Enriching Nano‐Heterointerfaces in Proton Conducting TiO2‐SrTiO3@TiO2 Yolk–Shell Electrolyte for Low‐Temperature Solid Oxide Fuel Cells

Abstract

AbstractA challenging task in solid oxide fuel cells (SOFCs) is seeking for an alternative electrolyte, enabling high ionic conduction at relatively low operating temperatures, i.e., 300–600 °C. Proton‐conducting candidates, in particular, hold a significant promise due to their low transport activation energy to deliver protons.

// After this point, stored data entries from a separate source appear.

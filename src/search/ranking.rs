//! Result ranking: how raw hits get ordered and filtered.
//!
//! Ordering is a cascade of stages. Each stage either settles the pair
//! (`Some(ordering)`, where `Some(Equal)` settles it as a tie) or defers to
//! the next stage (`None`). Stages, in order:
//!
//! 1. **Kind** - types before members, unless the member only matched in docs
//! 2. **Name** - name matches first, earlier term position within the name wins
//! 3. **Terms** - more distinct matched terms wins
//! 4. **Fields** - more matched fields wins
//! 5. **Display name** - locale-style alphabetical order
//! 6. **Arguments** - earlier term position within the argument string wins
//!
//! The cascade is not guaranteed to be transitive, so hits are ordered with
//! a stable merge sort that never inspects the comparator for consistency.

use super::hit::{Hit, HitKind, MatchedField};
use super::normalize::strip_namespace_colons;
use super::query::Query;
use std::cmp::Ordering;

/// A hit with its sort keys computed once.
#[derive(Debug)]
struct Candidate {
    hit: Hit,
    /// Lowercased prefix + name (full name for types).
    label: String,
    distinct_terms: usize,
}

impl Candidate {
    fn new(hit: Hit) -> Self {
        Self {
            label: hit.ranking_label(),
            distinct_terms: hit.distinct_term_count(),
            hit,
        }
    }
}

/// Query-derived inputs shared by all stages.
#[derive(Debug)]
struct RankContext<'q> {
    /// Normalized terms with namespace colons trimmed, for name positions.
    name_terms: Vec<&'q str>,
    /// Terms as typed, for argument-string positions.
    raw_terms: &'q [String],
}

impl<'q> RankContext<'q> {
    fn new(query: &'q Query) -> Self {
        Self {
            name_terms: query
                .normalized_terms()
                .iter()
                .map(|t| strip_namespace_colons(t))
                .collect(),
            raw_terms: query.terms(),
        }
    }
}

type Stage = fn(&Candidate, &Candidate, &RankContext<'_>) -> Option<Ordering>;

const STAGES: [Stage; 6] = [
    by_kind,
    by_name_match,
    by_distinct_terms,
    by_field_count,
    by_display_name,
    by_argument_position,
];

fn compare(a: &Candidate, b: &Candidate, ctx: &RankContext<'_>) -> Ordering {
    STAGES
        .iter()
        .find_map(|stage| stage(a, b, ctx))
        .unwrap_or(Ordering::Equal)
}

fn by_kind(a: &Candidate, b: &Candidate, _: &RankContext<'_>) -> Option<Ordering> {
    let a_type = a.hit.kind == HitKind::Type;
    let b_type = b.hit.kind == HitKind::Type;

    if a_type && !b_type && !b.hit.matched_only_doc() {
        Some(Ordering::Less)
    } else if b_type && !a_type && !a.hit.matched_only_doc() {
        Some(Ordering::Greater)
    } else {
        None
    }
}

/// Compare where each term first occurs in two strings.
///
/// The first term that occurs at different positions, or in only one string,
/// decides; `None` when no term does.
fn first_position_difference<'t>(
    a: &str,
    b: &str,
    terms: impl IntoIterator<Item = &'t str>,
) -> Option<Ordering> {
    terms
        .into_iter()
        .find_map(|term| match (a.find(term), b.find(term)) {
            (Some(x), Some(y)) if x != y => Some(x.cmp(&y)),
            (Some(_), None) => Some(Ordering::Less),
            (None, Some(_)) => Some(Ordering::Greater),
            _ => None,
        })
}

fn by_name_match(a: &Candidate, b: &Candidate, ctx: &RankContext<'_>) -> Option<Ordering> {
    match (
        a.hit.has_field(MatchedField::Name),
        b.hit.has_field(MatchedField::Name),
    ) {
        (true, true) => {
            first_position_difference(&a.label, &b.label, ctx.name_terms.iter().copied())
        }
        (true, false) => Some(Ordering::Less),
        (false, true) => Some(Ordering::Greater),
        (false, false) => None,
    }
}

/// Term counts settle the pair when they differ, or when only one side matched docs.
fn by_distinct_terms(a: &Candidate, b: &Candidate, _: &RankContext<'_>) -> Option<Ordering> {
    let a_docs = a.hit.has_field(MatchedField::Doc);
    let b_docs = b.hit.has_field(MatchedField::Doc);

    (a.distinct_terms != b.distinct_terms || a_docs != b_docs)
        .then(|| b.distinct_terms.cmp(&a.distinct_terms))
}

fn by_field_count(a: &Candidate, b: &Candidate, _: &RankContext<'_>) -> Option<Ordering> {
    let ord = b.hit.matched_fields.len().cmp(&a.hit.matched_fields.len());
    ord.is_ne().then_some(ord)
}

fn by_display_name(a: &Candidate, b: &Candidate, _: &RankContext<'_>) -> Option<Ordering> {
    let ord = locale_compare(&a.hit.name, &b.hit.name);
    ord.is_ne().then_some(ord)
}

fn by_argument_position(a: &Candidate, b: &Candidate, ctx: &RankContext<'_>) -> Option<Ordering> {
    if !(a.hit.has_field(MatchedField::Args) && b.hit.has_field(MatchedField::Args)) {
        return None;
    }
    first_position_difference(
        a.hit.args_string.as_deref().unwrap_or(""),
        b.hit.args_string.as_deref().unwrap_or(""),
        ctx.raw_terms.iter().map(String::as_str),
    )
}

/// Alphabetical order that ignores case first, then puts lowercase before uppercase.
///
/// Only approximates browser `localeCompare`: punctuation and accented
/// letters sort by code point here, not by collation weight.
pub(crate) fn locale_compare(a: &str, b: &str) -> Ordering {
    a.chars()
        .flat_map(char::to_lowercase)
        .cmp(b.chars().flat_map(char::to_lowercase))
        .then_with(|| b.cmp(a))
}

/// Stable merge sort; equal elements keep their input order.
fn merge_sort<T, F>(mut items: Vec<T>, compare: &mut F) -> Vec<T>
where
    F: FnMut(&T, &T) -> Ordering,
{
    if items.len() <= 1 {
        return items;
    }
    let right = items.split_off(items.len() / 2);
    let left = merge_sort(items, compare);
    let right = merge_sort(right, compare);

    let mut merged = Vec::with_capacity(left.len() + right.len());
    let mut left = left.into_iter().peekable();
    let mut right = right.into_iter().peekable();
    while let (Some(l), Some(r)) = (left.peek(), right.peek()) {
        if compare(r, l) == Ordering::Less {
            merged.extend(right.next());
        } else {
            merged.extend(left.next());
        }
    }
    merged.extend(left);
    merged.extend(right);
    merged
}

/// Order hits for display and drop those that match far fewer terms than the best.
///
/// After sorting, when more than one hit remains, only hits whose distinct
/// matched-term count is at least the first hit's count minus one are kept.
pub fn rank_hits(hits: Vec<Hit>, query: &Query) -> Vec<Hit> {
    let ctx = RankContext::new(query);
    let candidates = hits.into_iter().map(Candidate::new).collect();
    let mut ranked = merge_sort(candidates, &mut |a, b| compare(a, b, &ctx));

    if ranked.len() > 1 {
        let best = ranked[0].distinct_terms;
        let before = ranked.len();
        ranked.retain(|c| c.distinct_terms + 1 >= best);
        if ranked.len() < before {
            tracing::trace!(
                "Dropped {} hits matching fewer than {} distinct terms",
                before - ranked.len(),
                best.saturating_sub(1)
            );
        }
    }

    ranked.into_iter().map(|c| c.hit).collect()
}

Here, a unique hierarchical TiO2‐SrTiO3@TiO2 structure is developed inside an intercalated TiO2‐SrTiO3 core as “yolk” decorating densely packed flake TiO2 as shell, creating plentiful nano‐heterointerfaces with a continuous TiO2 and SrTiO3 “in‐house” interfaces, as well the interfaces between TiO2‐SrTiO3 yolk and TiO2 shell. It exhibits a reduced activation energy, down to 0.225 eV, and an unexpectedly high proton conductivity at low temperature, e.g., 0.084 S cm−1 at 550 °C, confirmed by experimentally H/D isotope method and proton‐filtrating membrane measurement. Raman mapping technique identifies the presence of hydrogenated HO─Sr bonds, providing further evidence for proton conduction. And its interfacial conduction is comparatively analyzed with a directly‐mixing TiO2‐SrTiO3 composite electrolyte. Consequently, a single fuel cell based on the TiO2‐SrTiO3@TiO2 heterogeneous electrolyte delivers a good peak power density of 799.7 mW cm−2 at 550 °C. These findings highlight a dexterous nano‐heterointerface design strategy of highly proton‐conductive electrolytes at reduced operating temperatures for SOFC technology.